New Scientist Dismisses GMO Safety Issues
27 Jun 2011

New ScientistTHIS WEEK'S NEW SCIENTIST MAGAZINE (25 Jun) highlights an article entitled The Evolution Machine in which the author, Jo Marchant, reports on a new machine that automates the process of genetic manipulation and selection, so that what took genetic engineers years to do by current methods will soon be taking only a few days using this new technology, and cost a lot less money in the process (the evolution machine, once in production, could cost just $90,000, which is small change for GE labs). This automated process is called multiplex automated genome engineering, or MAGE, a system being developed by George Church, a geneticist at the Harvard medical School in Boston.

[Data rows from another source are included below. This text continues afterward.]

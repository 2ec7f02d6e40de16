//! Core knowledge type definitions.
//!
//! Defines [`KnowledgeType`] (the five knowledge categories), [`RecordStatus`]
//! (retention zones plus the supersession marker), [`RelationType`] (typed
//! graph edges), [`ObservationType`], and the record structs mapping the
//! corresponding tables. All enumerations are closed: unknown strings are
//! rejected at construction time as [`EngramError::InvalidArgument`].

#![allow(dead_code)]

use serde::{Deserialize, Serialize};

use crate::error::EngramError;

/// The five knowledge categories.
#[derive(Debug, Clone, Copy, PartialEq, Eq, Serialize, Deserialize)]
#[serde(rename_all = "snake_case")]
pub enum KnowledgeType {
    /// A choice that was made, with the WHY captured in `context`.
    Decision,
    /// A problem → fix pair.
    Solution,
    /// A gotcha or hard-won insight.
    Lesson,
    /// A stable piece of knowledge: configs, architecture, constants.
    Fact,
    /// A project convention or style rule.
    Convention,
}

impl KnowledgeType {
    /// SQL-compatible string representation.
    pub fn as_str(&self) -> &'static str {
        match self {
            Self::Decision => "decision",
            Self::Solution => "solution",
            Self::Lesson => "lesson",
            Self::Fact => "fact",
            Self::Convention => "convention",
        }
    }
}

impl std::fmt::Display for KnowledgeType {
    fn fmt(&self, f: &mut std::fmt::Formatter<'_>) -> std::fmt::Result {
        f.write_str(self.as_str())
    }
}

impl std::str::FromStr for KnowledgeType {
    type Err = EngramError;

    fn from_str(s: &str) -> Result<Self, Self::Err> {
        match s {
            "decision" => Ok(Self::Decision),
            "solution" => Ok(Self::Solution),
            "lesson" => Ok(Self::Lesson),
            "fact" => Ok(Self::Fact),
            "convention" => Ok(Self::Convention),
            _ => Err(EngramError::invalid("type", s)),
        }
    }
}

/// Lifecycle zone of a knowledge record.
///
/// `Superseded` is set by `update` (a newer version exists) and is distinct
/// from `Archived` (retention sweep) so version-history traversal can tell
/// the two causes apart. Retention only ever moves
/// `Active → Archived → Purged`; superseded records stay superseded.
#[derive(Debug, Clone, Copy, PartialEq, Eq, Serialize, Deserialize)]
#[serde(rename_all = "snake_case")]
pub enum RecordStatus {
    /// Visible to search; the newest version of its chain.
    Active,
    /// Replaced by a newer version via `update`.
    Superseded,
    /// Aged out by the retention sweep. Row retained, removed from search.
    Archived,
    /// Excluded from all reads except export. Row retained.
    Purged,
}

impl RecordStatus {
    pub fn as_str(&self) -> &'static str {
        match self {
            Self::Active => "active",
            Self::Superseded => "superseded",
            Self::Archived => "archived",
            Self::Purged => "purged",
        }
    }
}

impl std::fmt::Display for RecordStatus {
    fn fmt(&self, f: &mut std::fmt::Formatter<'_>) -> std::fmt::Result {
        f.write_str(self.as_str())
    }
}

impl std::str::FromStr for RecordStatus {
    type Err = EngramError;

    fn from_str(s: &str) -> Result<Self, Self::Err> {
        match s {
            "active" => Ok(Self::Active),
            "superseded" => Ok(Self::Superseded),
            "archived" => Ok(Self::Archived),
            "purged" => Ok(Self::Purged),
            _ => Err(EngramError::invalid("status", s)),
        }
    }
}

/// Typed edge between two knowledge records. Enriches tier-4 graph expansion.
#[derive(Debug, Clone, Copy, PartialEq, Eq, Serialize, Deserialize)]
#[serde(rename_all = "snake_case")]
pub enum RelationType {
    Causal,
    Solution,
    Context,
    Related,
    Contradicts,
}

impl RelationType {
    pub fn as_str(&self) -> &'static str {
        match self {
            Self::Causal => "causal",
            Self::Solution => "solution",
            Self::Context => "context",
            Self::Related => "related",
            Self::Contradicts => "contradicts",
        }
    }
}

impl std::fmt::Display for RelationType {
    fn fmt(&self, f: &mut std::fmt::Formatter<'_>) -> std::fmt::Result {
        f.write_str(self.as_str())
    }
}

impl std::str::FromStr for RelationType {
    type Err = EngramError;

    fn from_str(s: &str) -> Result<Self, Self::Err> {
        match s {
            "causal" => Ok(Self::Causal),
            "solution" => Ok(Self::Solution),
            "context" => Ok(Self::Context),
            "related" => Ok(Self::Related),
            "contradicts" => Ok(Self::Contradicts),
            _ => Err(EngramError::invalid("relation_type", s)),
        }
    }
}

/// Category of a file-change observation.
#[derive(Debug, Clone, Copy, PartialEq, Eq, Serialize, Deserialize)]
#[serde(rename_all = "snake_case")]
pub enum ObservationType {
    Bugfix,
    Feature,
    Refactor,
    Change,
    Discovery,
    Decision,
}

impl ObservationType {
    pub fn as_str(&self) -> &'static str {
        match self {
            Self::Bugfix => "bugfix",
            Self::Feature => "feature",
            Self::Refactor => "refactor",
            Self::Change => "change",
            Self::Discovery => "discovery",
            Self::Decision => "decision",
        }
    }
}

impl std::fmt::Display for ObservationType {
    fn fmt(&self, f: &mut std::fmt::Formatter<'_>) -> std::fmt::Result {
        f.write_str(self.as_str())
    }
}

impl std::str::FromStr for ObservationType {
    type Err = EngramError;

    fn from_str(s: &str) -> Result<Self, Self::Err> {
        match s {
            "bugfix" => Ok(Self::Bugfix),
            "feature" => Ok(Self::Feature),
            "refactor" => Ok(Self::Refactor),
            "change" => Ok(Self::Change),
            "discovery" => Ok(Self::Discovery),
            "decision" => Ok(Self::Decision),
            _ => Err(EngramError::invalid("observation_type", s)),
        }
    }
}

/// A knowledge record, matching the `knowledge` table schema.
#[derive(Debug, Clone, Serialize, Deserialize)]
pub struct Knowledge {
    /// UUID v7 (time-sortable) primary key.
    pub id: String,
    #[serde(rename = "type")]
    pub knowledge_type: KnowledgeType,
    /// Sanitized text content (sanitization happens upstream of the store).
    pub content: String,
    /// Free-text rationale; for decisions, the WHY.
    pub context: String,
    /// Project tag the record belongs to.
    pub project: String,
    pub tags: Vec<String>,
    /// Git branch the record was captured on, if any.
    pub branch: Option<String>,
    pub status: RecordStatus,
    /// Back-reference to the version this record replaced.
    pub supersedes: Option<String>,
    /// Version number within a supersession chain, starting at 1.
    pub version: u32,
    pub confidence: f64,
    /// Times this record has been returned by recall.
    pub recall_count: u32,
    /// Session that created the record.
    pub session_id: Option<String>,
    pub created_at: String,
    /// Refreshed on every recall and dedup hit — "a recall confirms knowledge".
    pub last_confirmed: String,
}

/// A typed, directed relation between two knowledge records.
#[derive(Debug, Clone, Serialize, Deserialize)]
pub struct Relation {
    pub id: String,
    pub from_id: String,
    pub to_id: String,
    pub relation_type: RelationType,
    pub created_at: String,
}

/// One writer-process lifetime.
#[derive(Debug, Clone, Serialize, Deserialize)]
pub struct Session {
    pub id: String,
    pub started_at: String,
    pub project: String,
    pub branch: Option<String>,
    pub tool_call_count: u32,
}

/// A lightweight record of a tool invocation touching files.
#[derive(Debug, Clone, Serialize, Deserialize)]
pub struct Observation {
    pub id: String,
    pub session_id: String,
    pub tool_name: String,
    pub summary: String,
    pub files_affected: Vec<String>,
    pub observation_type: ObservationType,
    pub created_at: String,
}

Marchant then goes to describe in her article some of the new developments in genetic engineering that MAGE would help develop, such as the possibility of recreating a new form of DNA from scratch which could make the new organisms virus-resistant.

What is remarkable about this article is the way it only pays lip-service to safety issues, which isn't surprising as New Scientist is basically an science-industry portal, reflecting the views of their pay-masters. So while safety is mentioned, it is then bypassed with the sweeping statement: "There will have to be all kinds of safety checks and FDA approval and so forth… " — as if that has ever worked before with the GM industry. Remember, the FDA is the same organisation that okayed aspartame. And if there is a terrible mistake creating new forms of life?

"And if the worst came to the wost, biologists could create viruses capable of killing their errant organisms. Such viruses would not be able to infect normal cells."

That is pure science fiction! It all sounds so plausible, and yet scientists are not able to even protect hospital patients against simple bacteria or stop the AIDS virus. Nature is inherently unpredictable, and any scientist thinking that he or she can control a complex process is playing with fire. So far, GMO manipulation has had many unexpected results including horizontal gene transfer between unrelated species, and unexpected toxic effects of GMO food, and yet scientific hubris (encouraged by greed) still regards scientists as being in the driving seat, and genetic manipulation as an exact science with predictable consequences. This is a profitable lie.

But what was particularly amusing in this article was the author's assessment of genetic engineering so far:

"The first generation of engineered organisms has been a huge hit with farmers and manufacturers — if not consumers."

What an ridiculous statement! Farmers are actually committing suicide over GM crops, and agricultural land is being ruined by their toxic effects. GMO are contaminating our whole gene pool, and the genes are crossing between species in ways that the scientists never even imagined. Monsanto has become a byword for evil incarnate, and scientists that report adverse effects of GM food are thrown out of their jobs and the scientific community.

The fact is that most educated consumers tend to come down on the side of banning GMO products, which is why legislation has to be put in place, at least in the US, that allows GM food to go unlabeled. This way the consumer cannot choose to avoid consuming it. You don't need to hide GMOs in the food chain if GMO foods are a "huge hit" with consumers.

Genetic engineering is about money and profit — not about saving the Earth or increasing health. Anyone who thinks otherwise is either dangerously naive or employed directly or indirectly by the industry.

Marchant is living in la la land if she thinks that GMOs are a "huge hit", and it is this sort of self-congratulatory, rose-tinted, if-it-can-be-done-do-it approach to genetic engineering that is destroying a gene pool that has taken billions of years to harmonize. As Marchant writes, "Most biologists would probably agree that it is just a matter of time before we develop the technology needed to rewrite the DNA of living creatures at will. If Church succeeds, this future will happen faster than any imagined." So they are going ahead with their Frankenstein technology whether society likes it or not.

So now we have a machine that is going to vastly speed up this process of gene pool contamination, and the massive profits that come from gene patents is going to push this technology through despite potential dangers. How can an industry this potentially damaging basically be allowed to regulate itself, either by defining its own testing protocols or using its massive resources to lobby the politicians that could and should be putting brakes on a run-away commercial process that could potentially endanger the population? There are ALWAYS unexpected consequences when we tinker with complex systems such as those involved with the processes of life, so it is just a matter of time before we have our first major gene pool tragedy. And that tragedy could be with us for… well forever!